Truancy campaign widens
Guyana Chronicle
November 30, 2001

>...43 more children found sexually or physically abused
`This is not because of poverty, the other categories of children, not because of their socioeconomic status, are (also) truant'
- acting Chief Education Officer, Mrs. Genevieve Whyte-Nedd
FORTY-THREE cases of sexually or physically abused children have been uncovered in the continuing campaign against truancy (skulking) by the Education Ministry in Georgetown, officials reported yesterday.

The findings announced at a news conference confirmed the report in the Chronicle Sunday that children skulking from school have been found in sexual encounters in hotels, gardens and other places in the city.

The truancy campaign started in Georgetown last month has recorded success in dealing with the problem, Education Minister, Dr. Henry Jeffrey reported and announced that similar operations will begin in four other regions before the end of this school term.

Coordinator of the campaign, Ms. Yvonne Arthur told reporters the other operations will begin next week in Region Six (East Berbice/Corentyne) and in Region Three (West Demerara/Essequibo Islands) in the first week of December.

The campaign in Region Seven (Cuyuni/Mazaruni) will begin soon and that in Region Nine (Upper Takutu/Upper Essequibo) is likely to start before the school term ends.

Arthur reported that the Georgetown campaign is progressing satisfactorily despite some constraints. Two campaigns were conducted Tuesday and Wednesday this week, she said.

She said officers are working on reports from all the regions about abused children and those not attending schools.

"So, the campaign is effective because people are calling in and we are responding. We are trying our best."

She added that earlier this week, the team visited 16 homes and hideouts and found children who were not attending or had never attended school.

A total of 43 children were identified who were physically and sexually abused and are now accommodated in an institution, she said.

They were medically examined and according to the Coordinator, the officers will have to continue their investigations and seek advice on whether to have the parents prosecuted.

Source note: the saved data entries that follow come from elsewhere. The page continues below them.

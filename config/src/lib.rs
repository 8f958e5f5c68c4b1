// Copyright(C) Facebook, Inc. and its affiliates.
use log::info;
use model::file_io::{Export, FileIoError, Import};
use model::types_and_const::{PeerId, DEFAULT_TILE_ORDER, MAX_THREADS};
use serde::{Deserialize, Serialize};
use std::collections::BTreeMap;
use std::convert::TryFrom;
use std::fmt;
use std::net::SocketAddr;
use thiserror::Error;

#[cfg(test)]
#[path = "tests/config_tests.rs"]
pub mod config_tests;

#[derive(Error, Debug)]
pub enum ConfigError {
    #[error("Invalid number of threads: {0} (must be in 1..={max})", max = MAX_THREADS)]
    InvalidThreads(usize),

    #[error("Iterations must be >= 1: {0}")]
    InvalidIterations(usize),

    #[error("Matrix order {order} should be at least the number of peers {peers}")]
    OrderTooSmall { order: usize, peers: usize },

    #[error("Matrix order {order} should be divisible by the number of peers {peers}")]
    OrderNotDivisible { order: usize, peers: usize },

    #[error("Blocks of order {block_order} exceed the {max_len} elements a message can carry")]
    BlockTooLarge { block_order: usize, max_len: usize },

    #[error("Not enough ports from {base_port} for {peers} peers")]
    PortOutOfRange { base_port: u16, peers: usize },

    #[error("Peer {0} is not in the committee")]
    NotInCommittee(PeerId),

    #[error("Committee peers must be numbered 0..{0}")]
    MalformedCommittee(usize),

    #[error("The root peer aborted the run because of invalid parameters")]
    RejectedByRoot,

    #[error(transparent)]
    File(#[from] FileIoError),
}

/// How blocks are exchanged with the ring partners at every phase.
#[derive(Serialize, Deserialize, Clone, Copy, Debug, PartialEq, Eq)]
#[serde(rename_all = "snake_case")]
pub enum ExchangeMode {
    /// A single combined send-and-receive per phase.
    Blocking,
    /// The send is issued and the next outgoing block is transposed while the
    /// current exchange completes.
    Overlapped,
}

impl fmt::Display for ExchangeMode {
    fn fmt(&self, f: &mut fmt::Formatter) -> fmt::Result {
        match self {
            ExchangeMode::Blocking => write!(f, "Blocking messages"),
            ExchangeMode::Overlapped => write!(f, "Non-Blocking messages"),
        }
    }
}

#[derive(Serialize, Deserialize, Clone, Debug, PartialEq)]
#[serde(default)]
pub struct Parameters {
    /// The number of threads each peer uses for its local work.
    pub threads: usize,
    /// The number of timed iterations. One extra warm-up iteration always runs first.
    pub iterations: usize,
    /// The order of the global (square) matrix.
    pub order: usize,
    /// The side of the tiles used by the local transpose. Zero disables tiling.
    pub tile_order: usize,
    /// How blocks are exchanged between peers.
    pub exchange: ExchangeMode,
    /// Iterate tiles along both block dimensions in parallel.
    pub collapse: bool,
    /// Turn tiling off when there are fewer tiles to work on than threads.
    pub idle_thread_guard: bool,
    /// Compress blocks on the wire.
    pub compress: bool,
    /// Print the summed error along with the report.
    pub verbose: bool,
}

impl Default for Parameters {
    fn default() -> Self {
        Self {
            threads: 1,
            iterations: 10,
            order: 1_024,
            tile_order: DEFAULT_TILE_ORDER,
            exchange: ExchangeMode::Overlapped,
            collapse: false,
            idle_thread_guard: true,
            compress: false,
            verbose: false,
        }
    }
}

impl Import for Parameters {}
impl Export for Parameters {}

impl Parameters {
    /// Checks the parameters against the number of peers taking part in the run.
    pub fn validate(&self, num_peers: usize) -> Result<(), ConfigError> {
        if self.threads < 1 || self.threads > MAX_THREADS {
            return Err(ConfigError::InvalidThreads(self.threads));
        }
        if self.iterations < 1 {
            return Err(ConfigError::InvalidIterations(self.iterations));
        }
        if self.order < num_peers {
            return Err(ConfigError::OrderTooSmall {
                order: self.order,
                peers: num_peers,
            });
        }
        if self.order % num_peers != 0 {
            return Err(ConfigError::OrderNotDivisible {
                order: self.order,
                peers: num_peers,
            });
        }
        Ok(())
    }

    /// Checks that one block fits in a message of at most `max_len` elements. A single peer
    /// sends no block.
    pub fn check_block_len(&self, num_peers: usize, max_len: usize) -> Result<(), ConfigError> {
        let block_order = self.order / num_peers;
        let fits = block_order
            .checked_mul(block_order)
            .map_or(false, |len| len <= max_len);
        if num_peers > 1 && !fits {
            return Err(ConfigError::BlockTooLarge {
                block_order,
                max_len,
            });
        }
        Ok(())
    }

    pub fn log(&self) {
        info!("Threads per peer set to {}", self.threads);
        info!("Iterations set to {}", self.iterations);
        info!("Matrix order set to {}", self.order);
        info!("Tile order set to {}", self.tile_order);
        info!("Exchange mode set to {:?}", self.exchange);
        info!("Loop collapse set to {}", self.collapse);
        info!("Idle thread guard set to {}", self.idle_thread_guard);
        info!("Block compression set to {}", self.compress);
    }
}

#[derive(Serialize, Deserialize, Clone, Debug)]
pub struct PeerAddresses {
    /// Address to receive blocks and collective messages from the other peers.
    pub transpose: SocketAddr,
}

#[derive(Serialize, Deserialize, Clone, Debug)]
pub struct Committee {
    pub peers: BTreeMap<PeerId, PeerAddresses>,
}

impl Import for Committee {}
impl Export for Committee {}

impl Committee {
    /// Builds a committee of `size` peers listening on consecutive localhost ports.
    pub fn local(size: usize, base_port: u16) -> Result<Self, ConfigError> {
        let peers = (0..size)
            .map(|id| {
                let port = u16::try_from(id)
                    .ok()
                    .and_then(|offset| base_port.checked_add(offset))
                    .ok_or(ConfigError::PortOutOfRange {
                        base_port,
                        peers: size,
                    })?;
                let transpose = SocketAddr::from(([127, 0, 0, 1], port));
                Ok((id, PeerAddresses { transpose }))
            })
            .collect::<Result<_, ConfigError>>()?;
        Ok(Self { peers })
    }

    /// Returns the number of peers.
    pub fn size(&self) -> usize {
        self.peers.len()
    }

    /// Ensures the peers are numbered `0..size` without gaps.
    pub fn check(&self) -> Result<(), ConfigError> {
        let contiguous = !self.peers.is_empty()
            && self.peers.keys().enumerate().all(|(idx, id)| idx == *id);
        if contiguous {
            Ok(())
        } else {
            Err(ConfigError::MalformedCommittee(self.size()))
        }
    }

    /// Returns the address of the target peer.
    pub fn address(&self, to: PeerId) -> Result<SocketAddr, ConfigError> {
        self.peers
            .get(&to)
            .map(|x| x.transpose)
            .ok_or(ConfigError::NotInCommittee(to))
    }

    /// Returns the addresses of all peers except `myself`.
    pub fn others(&self, myself: PeerId) -> Vec<(PeerId, SocketAddr)> {
        self.peers
            .iter()
            .filter(|(id, _)| **id != myself)
            .map(|(id, addresses)| (*id, addresses.transpose))
            .collect()
    }
}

One major constraint faced is cooperation from Ministry of Health officials, she said.

When the children are taken to the Georgetown Hospital, some of them are sick, physically abused and suffer from other illnesses.

"We have to take them to the hospital and when we get there, we are subjected to a lot of embarrassment", she reported.

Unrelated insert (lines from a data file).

use crate::context::RunContext;
use crate::storage::ColumnBlock;
use rayon::prelude::*;

#[cfg(test)]
#[path = "tests/validator_tests.rs"]
pub mod validator_tests;

/// Sum of the absolute differences between the destination column block of this peer and
/// the transposed source, computed analytically.
pub fn local_error(ctx: &RunContext, b: &ColumnBlock) -> f64 {
    let layout = &ctx.layout;
    ctx.install(|| {
        b.par_columns()
            .enumerate()
            .map(|(j, column)| {
                column
                    .iter()
                    .enumerate()
                    .map(|(i, value)| {
                        (value - layout.transposed_value(i, j + layout.colstart)).abs()
                    })
                    .sum::<f64>()
            })
            .sum()
    })
}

Arthur referred to a situation when five children were taken to the hospital and admitted. The following day when she and the other social workers turned up to administer follow-up treatment, they were told that they had abandoned the children, which was very embarrassing to them.

Jeffrey said these matters can be worked out in a meeting with the relevant authorities.

"I think perhaps when you are attempting to impose on another institution which already has its plans, it must cause some problems and therefore one will have to be more systematic and perhaps discuss and provide some sort of planning...", he suggested.

Acting Chief Education Officer, Mrs. Genevieve Whyte-Nedd pointed out that it is perceived that only poor children or children within a particular category are truant, but said this is not the case.

"This is not because of poverty, the other categories of children, not because of their socioeconomic status, are (also) truant", she said.

She urged parents to be more vigilant by checking on the whereabouts of their children during school hours.

"The education sector alone cannot do this campaign, we depend on the Ministry of Health and we also depend heavily on the parents", Whyte-Nedd stated. (STACEY DAVIDSON)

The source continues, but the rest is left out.